• The task: Print the data below exactly, but only the lines from the one containing "now.signed_duration_since(then).num_days().max(0)" down to the one containing "hasher.update(timestamp_ms.to_le_bytes());", inclusive.

Records for processing section start

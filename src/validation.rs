//! Checks a JSON configuration against a [`Schema`].
//!
//! Runs before a configuration is decoded so that a wrong type is reported
//! as a diagnostic on the attribute rather than as a decode failure.
//!
//! # Example
//!
//! ```
//! use checkpoint_provider::schema::{Attribute, Schema};
//! use checkpoint_provider::validation::validate;
//! use serde_json::json;
//!
//! let schema = Schema::v0()
//!     .with_attribute("name", Attribute::required_string())
//!     .with_attribute("tags", Attribute::optional_string_set());
//!
//! assert!(validate(&schema, &json!({"name": "App1", "tags": ["t1"]})).is_empty());
//!
//! let diagnostics = validate(&schema, &json!({"name": "App1", "tags": "t1"}));
//! assert_eq!(diagnostics[0].attribute.as_deref(), Some("tags"));
//! ```

use std::collections::HashSet;

use serde_json::Value;

use crate::schema::{AttributeType, Diagnostic, Schema};

/// All diagnostics for `value`, errors and warnings alike.
///
/// - `null` is accepted as "no configuration".
/// - A required attribute must be present and not `null`.
/// - Server-owned attributes are not checked.
/// - Values must match the attribute type, set elements included.
/// - Duplicate set elements and undeclared keys are warnings.
pub fn validate(schema: &Schema, value: &Value) -> Vec<Diagnostic> {
    let mut checker = Checker::default();
    match value {
        Value::Null => {},
        Value::Object(object) => {
            let mut declared: Vec<_> = schema.attributes.iter().collect();
            declared.sort_by(|a, b| a.0.cmp(b.0));
            for (name, attr) in declared {
                if !attr.mode.is_configurable() {
                    continue;
                }
                match object.get(name.as_str()).filter(|v| !v.is_null()) {
                    Some(v) => checker.check(&attr.attr_type, v, name),
                    None if attr.mode.is_required() => checker.push(
                        Diagnostic::error(format!("Missing required attribute '{}'", name))
                            .with_attribute(name.as_str()),
                    ),
                    None => {},
                }
            }

            let mut undeclared: Vec<&String> = object
                .keys()
                .filter(|key| schema.attribute(key).is_none())
                .collect();
            undeclared.sort();
            for key in undeclared {
                checker.push(
                    Diagnostic::warning(format!("Unknown attribute '{}'", key))
                        .with_detail("The attribute is not part of the schema and will be ignored")
                        .with_attribute(key.as_str()),
                );
            }
        },
        other => checker.push(
            Diagnostic::error("Expected object").with_detail(format!("Got {}", kind(other))),
        ),
    }
    checker.diagnostics
}

/// `Err` with only the error diagnostics when there is at least one.
pub fn validate_result(schema: &Schema, value: &Value) -> Result<(), Vec<Diagnostic>> {
    let errors: Vec<Diagnostic> = validate(schema, value)
        .into_iter()
        .filter(Diagnostic::is_error)
        .collect();
    if errors.is_empty() {
        Ok(())
    } else {
        Err(errors)
    }
}

/// Whether `value` passes with warnings at most.
pub fn is_valid(schema: &Schema, value: &Value) -> bool {
    validate_result(schema, value).is_ok()
}

#[derive(Default)]
struct Checker {
    diagnostics: Vec<Diagnostic>,
}

impl Checker {
    fn push(&mut self, diagnostic: Diagnostic) {
        self.diagnostics.push(diagnostic);
    }

    fn check(&mut self, expected: &AttributeType, value: &Value, path: &str) {
        match (expected, value) {
            (AttributeType::String, Value::String(_)) => {},
            (AttributeType::Bool, Value::Bool(_)) => {},
            (AttributeType::Set(element), Value::Array(items)) => {
                let mut seen = HashSet::new();
                for (i, item) in items.iter().enumerate() {
                    let item_path = format!("{}.{}", path, i);
                    self.check(element, item, &item_path);
                    if !seen.insert(item.to_string()) {
                        self.push(
                            Diagnostic::warning(format!("Duplicate element in set '{}'", path))
                                .with_detail(format!("{} appears more than once", item))
                                .with_attribute(item_path),
                        );
                    }
                }
            },
            (expected, got) => {
                let expected = match expected {
                    AttributeType::String => "string",
                    AttributeType::Bool => "bool",
                    AttributeType::Set(_) => "set",
                };
                self.push(
                    Diagnostic::error(format!("Invalid type for attribute '{}'", path))
                        .with_detail(format!("Expected {}, got {}", expected, kind(got)))
                        .with_attribute(path),
                );
            },
        }
    }
}

fn kind(value: &Value) -> &'static str {
    match value {
        Value::Null => "null",
        Value::Bool(_) => "bool",
        Value::Number(_) => "number",
        Value::String(_) => "string",
        Value::Array(_) => "array",
        Value::Object(_) => "object",
    }
}

#[cfg(test)]
mod tests {
    use super::*;
    use crate::schema::{Attribute, DiagnosticSeverity};
    use serde_json::json;

    fn site_schema() -> Schema {
        Schema::v0()
            .with_attribute("id", Attribute::computed_string())
            .with_attribute("name", Attribute::required_string())
            .with_attribute("comments", Attribute::optional_string())
            .with_attribute("ignore_errors", Attribute::optional_bool())
            .with_attribute("groups", Attribute::optional_string_set())
    }

    #[test]
    fn test_name_must_be_a_present_string() {
        let schema = site_schema();
        assert!(validate(&schema, &json!({"name": "App1"})).is_empty());

        for config in [json!({}), json!({"name": null})] {
            let diagnostics = validate(&schema, &config);
            assert_eq!(diagnostics.len(), 1, "{}", config);
            assert_eq!(diagnostics[0].summary, "Missing required attribute 'name'");
        }

        let diagnostics = validate(&schema, &json!({"name": 123}));
        assert_eq!(diagnostics[0].summary, "Invalid type for attribute 'name'");
        assert_eq!(diagnostics[0].detail.as_deref(), Some("Expected string, got number"));
    }

    #[test]
    fn test_optional_attributes_may_be_null() {
        let schema = site_schema();
        assert!(validate(
            &schema,
            &json!({"name": "App1", "comments": null, "ignore_errors": false}),
        )
        .is_empty());

        let diagnostics = validate(&schema, &json!({"name": "App1", "ignore_errors": "yes"}));
        assert_eq!(diagnostics.len(), 1);
        assert_eq!(diagnostics[0].detail.as_deref(), Some("Expected bool, got string"));
    }

    #[test]
    fn test_server_owned_id_is_not_checked() {
        let schema = site_schema();
        assert!(validate(&schema, &json!({"name": "App1", "id": 7})).is_empty());
    }

    #[test]
    fn test_set_elements() {
        let schema = site_schema();
        assert!(validate(&schema, &json!({"name": "App1", "groups": []})).is_empty());

        let diagnostics = validate(&schema, &json!({"name": "App1", "groups": ["a", 1]}));
        assert_eq!(diagnostics.len(), 1);
        assert_eq!(diagnostics[0].attribute.as_deref(), Some("groups.1"));

        let duplicates = json!({"name": "App1", "groups": ["a", "a"]});
        let diagnostics = validate(&schema, &duplicates);
        assert_eq!(diagnostics.len(), 1);
        assert_eq!(diagnostics[0].severity, DiagnosticSeverity::Warning);
        assert!(is_valid(&schema, &duplicates));

        let diagnostics = validate(&schema, &json!({"name": "App1", "groups": "g1"}));
        assert_eq!(diagnostics[0].detail.as_deref(), Some("Expected set, got string"));
    }

    #[test]
    fn test_unknown_attribute_is_warning() {
        let schema = site_schema();
        let diagnostics = validate(&schema, &json!({"name": "App1", "colour": "red"}));
        assert_eq!(diagnostics.len(), 1);
        assert_eq!(diagnostics[0].severity, DiagnosticSeverity::Warning);
        assert_eq!(diagnostics[0].attribute.as_deref(), Some("colour"));
    }

    #[test]
    fn test_validate_result_keeps_errors_only() {
        let schema = site_schema();
        assert!(validate_result(&schema, &json!({"name": "App1", "extra": 1})).is_ok());

        let errors = validate_result(&schema, &json!({"comments": 1})).unwrap_err();
        assert_eq!(errors.len(), 2);
        assert!(errors.iter().all(Diagnostic::is_error));
    }

    #[test]
    fn test_root_must_be_object_or_null() {
        let schema = site_schema();
        assert!(validate(&schema, &Value::Null).is_empty());

        let diagnostics = validate(&schema, &json!("not an object"));
        assert_eq!(diagnostics.len(), 1);
        assert_eq!(diagnostics[0].detail.as_deref(), Some("Got string"));
    }
}
//! Time source and id minting shared by the resolver, orchestrator, and sweeper.
//!
//! Everything that compares against "now" reads it from an injected
//! [`RoutingClock`] so cache expiry, recency scoring, and retry eligibility can
//! be driven deterministically in tests.

use std::sync::atomic::{AtomicU64, Ordering};
use std::sync::{Mutex, PoisonError};

use chrono::{DateTime, Duration, Utc};
use sha2::{Digest, Sha256};

static MINTED_ID_COUNTER: AtomicU64 = AtomicU64::new(1);

/// Trait contract for the engine's time source.
pub trait RoutingClock: Send + Sync {
    fn now(&self) -> DateTime<Utc>;
}

#[derive(Debug, Clone, Copy, Default)]
pub struct SystemClock;

impl RoutingClock for SystemClock {
    fn now(&self) -> DateTime<Utc> {
        Utc::now()
    }
}

/// Clock that only moves when told to.
#[derive(Debug)]
pub struct ManualClock {
    now: Mutex<DateTime<Utc>>,
}

impl ManualClock {
    pub fn new(now: DateTime<Utc>) -> Self {
        Self {
            now: Mutex::new(now),
        }
    }

    pub fn set(&self, now: DateTime<Utc>) {
        *self.now.lock().unwrap_or_else(PoisonError::into_inner) = now;
    }

    pub fn advance(&self, delta: Duration) {
        let mut guard = self.now.lock().unwrap_or_else(PoisonError::into_inner);
        *guard += delta;
    }
}

impl RoutingClock for ManualClock {
    fn now(&self) -> DateTime<Utc> {
        *self.now.lock().unwrap_or_else(PoisonError::into_inner)
    }
}

/// Returns true when `expires_at` is present and no longer in the future.
pub fn is_expired_at(expires_at: Option<DateTime<Utc>>, now: DateTime<Utc>) -> bool {
    matches!(expires_at, Some(value) if value <= now)
}

/// Whole days elapsed between `then` and `now`, never negative.
pub fn age_in_days(then: DateTime<Utc>, now: DateTime<Utc>) -> i64 {
    now.signed_duration_since(then).num_days().max(0)
}

/// Mints `<prefix>-<unix-ms>-<9 hex chars>`.
///
/// The suffix hashes the timestamp, process id, and a process-wide counter, so
/// two ids minted in the same millisecond still differ.
pub fn mint_routing_id(prefix: &str, now: DateTime<Utc>) -> String {
    let timestamp_ms = now.timestamp_millis().max(0);
    let sequence = MINTED_ID_COUNTER.fetch_add(1, Ordering::Relaxed);
    let mut hasher = Sha256::new();
    hasher.update(timestamp_ms.to_le_bytes());
    hasher.update(std::process::id().to_le_bytes());
    hasher.update(sequence.to_le_bytes());
    hasher.update(
        Utc::now()
            .timestamp_nanos_opt()
            .unwrap_or_default()
            .to_le_bytes(),
    );
    let digest = hasher.finalize();
    let suffix = digest
        .iter()
        .take(5)
        .map(|byte| format!("{byte:02x}"))
        .collect::<String>();
    format!("{prefix}-{timestamp_ms}-{}", &suffix[..9])
}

Records for processing section end

• Expected output:
    now.signed_duration_since(then).num_days().max(0)
}

/// Mints `<prefix>-<unix-ms>-<9 hex chars>`.
///
/// The suffix hashes the timestamp, process id, and a process-wide counter, so
/// two ids minted in the same millisecond still differ.
pub fn mint_routing_id(prefix: &str, now: DateTime<Utc>) -> String {
    let timestamp_ms = now.timestamp_millis().max(0);
    let sequence = MINTED_ID_COUNTER.fetch_add(1, Ordering::Relaxed);
    let mut hasher = Sha256::new();
    hasher.update(timestamp_ms.to_le_bytes());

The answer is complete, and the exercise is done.